Bryan then found a dozen or so nails and hammered them partway, two inches apart, into the side two-by-four. Also, as an eight-year-old kid, you have to imagine that they were all crooked. Bryan then wrapped the whole thing in butcher block paper and went to give it to his father. When Bryan’s dad took off the wrapping, he smiled and did what any good parent would do. He said, “Oh wow, Buddy! Thank you so much! This is really great! Uh, what is it?” “It’s a horse-head tie rack!” Bryan exclaimed, “A tie rack that looks like a horse!” “Of course, it is!” his father said as he gave him a big hug. He then hung the tie rack up on his closet wall, where he used it for years and years.
When Bryan first gave that rotten-log-horse-head tie rack to his father, he believed it was a beautiful and helpful thing. In his mind, it was a work of art worthy of being displayed in the Louvre in Paris. But as Bryan got older, he realized that his tie rack was not the fantastic piece of art that he had originally imagined. From being objectively beautiful and objectively practical, it was, in fact, ugly and barely usable. Of the ten or so nails sticking out of it, only a few were at an angle that they could support a tie without it falling off. However, his father received and used that gift not because of its inherent goodness, but out of love for his child.

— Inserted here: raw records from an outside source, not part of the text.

#[cfg(test)]
mod tests {
    use super::*;
    use crate::models::{new_id, Priority};
    use chrono::NaiveDate;

    fn date(y: i32, m: u32, d: u32) -> NaiveDate {
        NaiveDate::from_ymd_opt(y, m, d).unwrap()
    }

    fn at(y: i32, m: u32, d: u32, h: u32, min: u32) -> NaiveDateTime {
        date(y, m, d).and_hms_opt(h, min, 0).unwrap()
    }

    fn task(created: &str, completed: bool) -> Task {
        Task {
            id: new_id(),
            title: "task".to_string(),
            description: String::new(),
            deadline: None,
            priority: Priority::Medium,
            completed,
            completed_at: None,
            created_at: created.to_string(),
            updated_at: created.to_string(),
        }
    }

    fn goal(period: GoalPeriod, completed: bool) -> Goal {
        Goal {
            id: new_id(),
            title: "goal".to_string(),
            description: String::new(),
            period,
            target_date: None,
            progress: if completed { 100 } else { 0 },
            milestones: Vec::new(),
            completed,
            created_at: "2026-01-01T08:00:00".to_string(),
            updated_at: "2026-01-01T08:00:00".to_string(),
        }
    }

    #[test]
    fn daily_report_counts_today_and_overdue() {
        let now = at(2026, 1, 7, 12, 0);
        let mut overdue = task("2026-01-07T09:00:00", false);
        overdue.deadline = Some("2026-01-06T18:00:00".to_string());
        let tasks = vec![
            task("2026-01-07T08:00:00", true),
            task("2026-01-07T10:30:00", true),
            overdue,
            task("2026-01-02T10:00:00", false),
        ];

        let report = daily_report_at(now, &tasks);
        assert_eq!(report.summary.tasks_created, 3);
        assert_eq!(report.summary.tasks_completed, 2);
        assert_eq!(report.summary.completion_rate, 67);
        assert_eq!(report.summary.overdue_tasks, 1);
        assert_eq!(report.title, "Daily Report - Wednesday, January 07, 2026");
        assert!(report.insights.iter().any(|i| i == "Good progress, keep it up!"));
        assert!(report.insights.iter().any(|i| i == "You have 1 overdue task."));
    }

    #[test]
    fn daily_report_empty_inputs_degrade_to_zero() {
        let report = daily_report_at(at(2026, 1, 7, 12, 0), &[]);
        assert_eq!(report.summary.tasks_created, 0);
        assert_eq!(report.summary.tasks_completed, 0);
        assert_eq!(report.summary.completion_rate, 0);
        assert_eq!(report.summary.overdue_tasks, 0);
        assert!(report.insights.is_empty());
    }

    #[test]
    fn daily_report_perfect_day_tops_the_ladder() {
        let tasks = vec![task("2026-01-07T08:00:00", true)];
        let report = daily_report_at(at(2026, 1, 7, 12, 0), &tasks);
        assert_eq!(report.summary.completion_rate, 100);
        assert_eq!(
            report.insights,
            vec!["Perfect day! You completed all your tasks!".to_string()]
        );
    }

    #[test]
    fn task_due_today_is_not_overdue() {
        let mut due_today = task("2026-01-05T08:00:00", false);
        due_today.deadline = Some("2026-01-07".to_string());
        let report = daily_report_at(at(2026, 1, 7, 12, 0), &[due_today]);
        assert_eq!(report.summary.overdue_tasks, 0);
        assert_eq!(report.summary.tasks_created, 0);
    }

    #[test]
    fn weekly_breakdown_always_has_seven_entries() {
        // 2026-01-07 is a Wednesday; its week runs Jan 5 through Jan 11.
        let now = at(2026, 1, 7, 12, 0);
        let tasks = vec![
            task("2026-01-05T09:00:00", true),
            task("2026-01-05T11:00:00", false),
            task("2026-01-06T09:00:00", true),
            task("2026-01-06T10:00:00", true),
            task("2026-01-04T09:00:00", true),
        ];

        let report = weekly_report_at(now, &tasks, &[]);
        assert_eq!(report.daily_breakdown.len(), 7);
        assert_eq!(report.summary.tasks_created, 4);
        for day in &report.daily_breakdown {
            assert!(day.tasks_created >= day.tasks_completed);
        }

        let tuesday = &report.daily_breakdown[1];
        assert_eq!(tuesday.date, date(2026, 1, 6));
        assert_eq!(tuesday.tasks_created, 2);
        assert_eq!(tuesday.tasks_completed, 2);
        assert_eq!(report.trends.most_productive_day.date, date(2026, 1, 6));
        assert_eq!(report.trends.average_tasks_per_day, 1);
        assert!(report
            .insights
            .iter()
            .any(|i| i == "Tuesday was your most productive day with 2 tasks completed."));
    }

    #[test]
    fn most_productive_day_tie_goes_to_the_earlier_day() {
        let now = at(2026, 1, 7, 12, 0);
        let tasks = vec![
            task("2026-01-05T09:00:00", true),
            task("2026-01-06T09:00:00", true),
        ];
        let report = weekly_report_at(now, &tasks, &[]);
        assert_eq!(report.trends.most_productive_day.date, date(2026, 1, 5));
    }

    #[test]
    fn weekly_report_counts_weekly_and_monthly_goals() {
        let goals = vec![
            goal(GoalPeriod::Weekly, true),
            goal(GoalPeriod::Monthly, false),
            goal(GoalPeriod::Custom, true),
        ];
        let report = weekly_report_at(at(2026, 1, 7, 12, 0), &[], &goals);
        assert_eq!(report.summary.active_goals, 2);
        assert_eq!(report.summary.goals_completed, 1);
        assert!(report
            .insights
            .iter()
            .any(|i| i == "You completed 1 goal this week!"));
    }

    #[test]
    fn monthly_score_weights_tasks_over_goals() {
        let now = at(2026, 1, 20, 9, 0);
        let mut tasks = Vec::new();
        for i in 0..5 {
            tasks.push(task(&format!("2026-01-{:02}T10:00:00", 5 + i), i < 4));
        }
        let goals = vec![
            goal(GoalPeriod::Monthly, true),
            goal(GoalPeriod::Monthly, false),
        ];

        let report = monthly_report_at(now, &tasks, &goals);
        assert_eq!(report.summary.completion_rate, 80);
        assert_eq!(report.summary.goal_completion_rate, 50);
        assert_eq!(report.trends.productivity_score, 68);
        assert!(report
            .insights
            .iter()
            .any(|i| i == "Good month overall. You're making steady progress."));
    }

    #[test]
    fn monthly_windows_tile_the_month_from_the_first() {
        let now = at(2026, 1, 20, 9, 0);
        let tasks = vec![
            task("2026-01-01T08:00:00", false),
            task("2026-01-07T22:30:00", true),
            task("2026-01-08T08:00:00", false),
            task("2026-01-31T12:00:00", true),
            task("2026-02-01T00:00:00", false),
        ];

        let report = monthly_report_at(now, &tasks, &[]);
        assert_eq!(report.summary.tasks_created, 4);
        assert_eq!(report.weekly_breakdown.len(), 5);

        let first = &report.weekly_breakdown[0];
        assert_eq!(first.week_start, date(2026, 1, 1));
        assert_eq!(first.week_end, date(2026, 1, 7));
        assert_eq!(first.tasks_created, 2);

        let last = &report.weekly_breakdown[4];
        assert_eq!(last.week_start, date(2026, 1, 29));
        assert_eq!(last.week_end, date(2026, 2, 4));
        assert_eq!(last.tasks_created, 1);

        let total: usize = report.weekly_breakdown.iter().map(|w| w.tasks_created).sum();
        assert_eq!(total, report.summary.tasks_created);
    }

    #[test]
    fn monthly_report_empty_inputs_still_carry_the_ladder() {
        let report = monthly_report_at(at(2026, 1, 20, 9, 0), &[], &[]);
        assert_eq!(report.trends.productivity_score, 0);
        assert_eq!(
            report.insights[0],
            "New month, fresh start! Set achievable goals and build momentum."
        );
        assert!(report
            .insights
            .iter()
            .any(|i| i == "You completed an average of 0 tasks per week."));
        assert!(!report
            .insights
            .iter()
            .any(|i| i.starts_with("Total accomplishments")));
    }

    #[test]
    fn monthly_goal_insights_prefer_perfect_over_rate() {
        let report = monthly_report_at(at(2026, 1, 20, 9, 0), &[], &[goal(GoalPeriod::Monthly, true)]);
        assert!(report
            .insights
            .iter()
            .any(|i| i == "Perfect! You achieved all your monthly goals!"));
        assert!(!report
            .insights
            .iter()
            .any(|i| i.starts_with("Great goal achievement rate")));

        let goals = vec![
            goal(GoalPeriod::Monthly, true),
            goal(GoalPeriod::Monthly, true),
            goal(GoalPeriod::Monthly, true),
            goal(GoalPeriod::Monthly, false),
        ];
        let report = monthly_report_at(at(2026, 1, 20, 9, 0), &[], &goals);
        assert!(report
            .insights
            .iter()
            .any(|i| i == "Great goal achievement rate: 75%"));
    }

    #[test]
    fn markdown_daily_lists_overdue_and_no_goal_bullets() {
        let now = at(2026, 1, 7, 12, 0);
        let mut first = task("2026-01-07T08:00:00", false);
        first.deadline = Some("2026-01-05".to_string());
        let mut second = task("2026-01-06T08:00:00", false);
        second.deadline = Some("2026-01-06T09:00:00".to_string());

        let report = Report::Daily(daily_report_at(now, &[first, second]));
        let markdown = format_report_as_markdown(&report);

        assert!(markdown.starts_with("# Daily Report - Wednesday, January 07, 2026\n\n"));
        assert!(markdown.contains("*Generated on January 07, 2026 at 12:00*"));
        assert!(markdown.contains("- **Overdue Tasks:** 2\n"));
        assert!(!markdown.contains("Goals"));
        assert!(!markdown.contains("## Trends"));
        assert!(markdown.contains(
            "## Insights\n\nThere's room for improvement tomorrow.\n\nYou have 2 overdue tasks.\n\n"
        ));
    }

    #[test]
    fn markdown_weekly_and_monthly_carry_their_trends() {
        let now = at(2026, 1, 7, 12, 0);
        let tasks = vec![task("2026-01-05T09:00:00", true)];

        let weekly = Report::Weekly(weekly_report_at(now, &tasks, &[]));
        let markdown = format_report_as_markdown(&weekly);
        assert!(markdown.contains("# Weekly Report - Week of Jan 05, 2026"));
        assert!(markdown.contains("- **Active Goals:** 0\n- **Goals Completed:** 0\n"));
        assert!(markdown.contains(
            "## Trends\n\n- **Most Productive Day:** Monday (1 tasks completed)\n- **Average Tasks Per Day:** 0\n"
        ));

        let monthly = Report::Monthly(monthly_report_at(now, &tasks, &[]));
        let markdown = format_report_as_markdown(&monthly);
        assert!(markdown.contains("# Monthly Report - January 2026"));
        assert!(markdown.contains("- **Monthly Goals:** 0\n- **Goal Completion Rate:** 0%\n"));
        assert!(markdown.contains("- **Productivity Score:** 60/100\n"));
        assert!(markdown.contains("- **Most Productive Week:** Jan 01 - Jan 07 (1 tasks completed)\n"));
        assert!(markdown.contains("- **Average Tasks Per Week:** 0\n"));
    }
}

It’s often hard to wrap our minds around God’s love of all people: Martin Luther King, Jr. and Ted Bundy, Mother Theresa and Vladimir Putin, You and the jerk that cut you off on your way home from work. Yes, it’s hard to comprehend the fact that while you’re doing your best to live right, to help others, to make our world a better, more habitable place for all of God’s children, God’s love can feel less like the gift that it truly is, and more like payment for services rendered.
But if we, like Bryan, step back, and take a hard look at all the things we do that made us more deserving of God’s love than others, we begin to recognize how imperfect our actions are. And yet, like a good father, God receives those imperfect gifts of ours and uses them as building blocks for the kingdom of heaven here on earth. Which is to say, God’s love is not something that we earn by virtue of the majestically carved teak-wood stallions that we lay at God’s feet in the form of worship and service. Rather, God’s love is a gift to us that works in and through our lives despite the decaying, rotten wooden horse-head tie racks we keep pitching God’s way. Thank God for that!